* [THE TASK]:
Find every line in the records below that holds the word "PRPS", and copy it out.

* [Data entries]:
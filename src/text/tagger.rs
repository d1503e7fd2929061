// Copyright 2025-present Harīṣh Tummalachērla
// SPDX-License-Identifier: Apache-2.0

//! A small Brill-style part-of-speech tagger.
//!
//! Only one question is ever asked of a tag downstream: is this token a noun or
//! a verb? So the tagger doesn't try to be a full English model. It knows the
//! closed-class words (determiners, prepositions, pronouns, auxiliaries, common
//! adverbs and adjectives) from a lexicon, guesses open-class words from their
//! shape, and runs two contextual fixups. Unknown words default to `NN`, which
//! is what makes breed names and rare descriptive words searchable at all.

use serde::{Deserialize, Serialize};
use std::collections::HashMap;
use std::fmt;
use std::sync::LazyLock;

/// Penn Treebank tags, coarse enough for keyword extraction.
#[allow(clippy::upper_case_acronyms)]
#[derive(Debug, Clone, Copy, PartialEq, Eq, Hash, Serialize, Deserialize)]
#[serde(rename_all = "UPPERCASE")]
pub enum PosTag {
    /// Common noun, singular.
    NN,
    /// Common noun, plural.
    NNS,
    /// Proper noun, singular.
    NNP,
    /// Proper noun, plural.
    NNPS,
    /// Verb, base form.
    VB,
    /// Verb, past tense.
    VBD,
    /// Verb, gerund.
    VBG,
    /// Verb, past participle.
    VBN,
    /// Verb, non-3rd person present.
    VBP,
    /// Verb, 3rd person present.
    VBZ,
    JJ,
    JJR,
    JJS,
    RB,
    RBR,
    RBS,
    DT,
    IN,
    CC,
    PRP,
    #[serde(rename = "PRP$")]
    PRPS,
    CD,
    MD,
    TO,
    WDT,
    WP,
    WRB,
    EX,
    UH,
    SYM,
}

impl PosTag {
    pub fn as_str(self) -> &'static str {
        match self {
            PosTag::NN => "NN",
            PosTag::NNS => "NNS",
            PosTag::NNP => "NNP",
            PosTag::NNPS => "NNPS",
            PosTag::VB => "VB",
            PosTag::VBD => "VBD",
            PosTag::VBG => "VBG",
            PosTag::VBN => "VBN",
            PosTag::VBP => "VBP",
            PosTag::VBZ => "VBZ",
            PosTag::JJ => "JJ",
            PosTag::JJR => "JJR",
            PosTag::JJS => "JJS",
            PosTag::RB => "RB",
            PosTag::RBR => "RBR",
            PosTag::RBS => "RBS",
            PosTag::DT => "DT",
            PosTag::IN => "IN",
            PosTag::CC => "CC",
            PosTag::PRP => "PRP",
            PosTag::PRPS => "PRP$",
            PosTag::CD => "CD",
            PosTag::MD => "MD",
            PosTag::TO => "TO",
            PosTag::WDT => "WDT",
            PosTag::WP => "WP",
            PosTag::WRB => "WRB",
            PosTag::EX => "EX",
            PosTag::UH => "UH",
            PosTag::SYM => "SYM",
        }
    }

    pub fn is_noun(self) -> bool {
        matches!(self, PosTag::NN | PosTag::NNS | PosTag::NNP | PosTag::NNPS)
    }

    pub fn is_verb(self) -> bool {
        matches!(
            self,
            PosTag::VB | PosTag::VBD | PosTag::VBG | PosTag::VBN | PosTag::VBP | PosTag::VBZ
        )
    }

    /// Nouns and verbs are the only tokens that become model words.
    pub fn is_keyword_class(self) -> bool {
        self.is_noun() || self.is_verb()
    }
}

impl fmt::Display for PosTag {
    fn fmt(&self, f: &mut fmt::Formatter<'_>) -> fmt::Result {
        f.write_str(self.as_str())
    }
}

/// A token with its tag.
#[derive(Debug, Clone, PartialEq, Eq, Serialize, Deserialize)]
pub struct TaggedWord {
    pub word: String,
    pub pos: PosTag,
}

static LEXICON: LazyLock<HashMap<&'static str, PosTag>> = LazyLock::new(|| {
    let groups: &[(PosTag, &[&str])] = &[
        (
            PosTag::DT,
            &[
                "the", "a", "an", "this", "that", "these", "those", "every", "each", "some",
                "any", "no", "all", "both", "another", "either", "neither",
            ],
        ),
        (
            PosTag::IN,
            &[
                "of", "in", "on", "at", "by", "for", "with", "from", "into", "onto", "about",
                "over", "under", "between", "through", "during", "without", "within", "as",
                "than", "like", "after", "before", "since", "until", "because", "if",
                "although", "though", "while", "among", "around", "against", "across", "upon",
                "toward", "towards", "near", "per", "whether", "despite",
            ],
        ),
        (PosTag::CC, &["and", "or", "but", "nor", "plus"]),
        (
            PosTag::PRP,
            &[
                "i", "you", "he", "she", "it", "we", "they", "me", "him", "us", "them",
                "itself", "themselves", "himself", "herself", "yourself", "ourselves",
            ],
        ),
        (PosTag::PRPS, &["my", "your", "his", "its", "our", "their", "her"]),
        (
            PosTag::MD,
            &["can", "could", "may", "might", "must", "shall", "should", "will", "would"],
        ),
        (PosTag::TO, &["to"]),
        (PosTag::EX, &["there"]),
        (PosTag::WDT, &["which", "whatever"]),
        (PosTag::WP, &["who", "whom", "what"]),
        (PosTag::WRB, &["when", "where", "why", "how"]),
        (
            PosTag::RB,
            &[
                "not", "very", "also", "often", "too", "quite", "rather", "just", "only", "even",
                "still", "always", "never", "sometimes", "usually", "here", "well", "almost",
                "so", "much", "again", "already", "ever", "once", "then", "however", "yet",
                "perhaps", "especially", "generally",
            ],
        ),
        (PosTag::RBR, &["less"]),
        (PosTag::RBS, &["least"]),
        (PosTag::JJR, &["more", "bigger", "smaller", "larger", "longer", "shorter"]),
        (PosTag::JJS, &["most", "biggest", "smallest", "largest", "longest", "shortest"]),
        (
            PosTag::JJ,
            &[
                "medium", "large", "small", "big", "little", "short", "long", "great", "good",
                "new", "old", "high", "low", "many", "few", "other", "same", "different", "own",
                "soft", "thick", "dense", "fine", "such", "able", "known", "easy", "true",
            ],
        ),
        (PosTag::VBZ, &["is", "has", "does"]),
        (PosTag::VBP, &["are", "am", "have", "do"]),
        (PosTag::VBD, &["was", "were", "had", "did"]),
        (PosTag::VB, &["be"]),
        (PosTag::VBN, &["been"]),
        (PosTag::VBG, &["being"]),
        (PosTag::UH, &["oh", "yes", "wow"]),
    ];

    groups
        .iter()
        .flat_map(|(tag, words)| words.iter().map(move |w| (*w, *tag)))
        .collect()
});

/// Lexicon plus shape rules plus contextual fixups.
#[derive(Debug, Clone, Copy, Default)]
pub struct Tagger;

impl Tagger {
    pub fn new() -> Self {
        Tagger
    }

    /// Tag a tokenized sentence. Output is parallel to the input.
    pub fn tag(&self, words: &[String]) -> Vec<TaggedWord> {
        let mut tagged: Vec<TaggedWord> = words
            .iter()
            .map(|w| TaggedWord {
                word: w.clone(),
                pos: self.lexical_tag(w),
            })
            .collect();

        for i in 1..tagged.len() {
            let prev = tagged[i - 1].pos;
            let current = tagged[i].pos;

            // "the walk", "their play": a verb reading after a determiner is a noun
            if matches!(prev, PosTag::DT | PosTag::PRPS)
                && matches!(current, PosTag::VB | PosTag::VBD | PosTag::VBP | PosTag::VBN)
            {
                tagged[i].pos = PosTag::NN;
            }

            // "to purr", "can climb": a bare noun reading after to/modal is a verb
            if matches!(prev, PosTag::TO | PosTag::MD) && current == PosTag::NN {
                tagged[i].pos = PosTag::VB;
            }
        }

        tagged
    }

    /// Tag a single word without context.
    pub fn lexical_tag(&self, word: &str) -> PosTag {
        if let Some(tag) = LEXICON.get(word) {
            return *tag;
        }
        let lower = word.to_lowercase();
        if let Some(tag) = LEXICON.get(lower.as_str()) {
            return *tag;
        }
        guess_by_shape(word, &lower)
    }
}

fn guess_by_shape(word: &str, lower: &str) -> PosTag {
    if word.chars().all(|c| c.is_ascii_digit()) {
        return PosTag::CD;
    }
    if !word.chars().any(char::is_alphabetic) {
        return if word.chars().any(|c| c.is_ascii_digit()) {
            PosTag::CD
        } else {
            PosTag::SYM
        };
    }
    if word.chars().next().is_some_and(char::is_uppercase) {
        return PosTag::NNP;
    }

    let len = lower.chars().count();
    if len > 4 && lower.ends_with("ing") {
        PosTag::VBG
    } else if len > 3 && lower.ends_with("ed") {
        PosTag::VBN
    } else if len > 3 && lower.ends_with("ly") {
        PosTag::RB
    } else if len > 3
        && lower.ends_with('s')
        && !lower.ends_with("ss")
        && !lower.ends_with("us")
        && !lower.ends_with("is")
    {
        PosTag::NNS
    } else {
        PosTag::NN
    }
}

* [TASK ANSWER]:
    PRPS,
            PosTag::PRPS => "PRP$",
        (PosTag::PRPS, &["my", "your", "his", "its", "our", "their", "her"]),
            if matches!(prev, PosTag::DT | PosTag::PRPS)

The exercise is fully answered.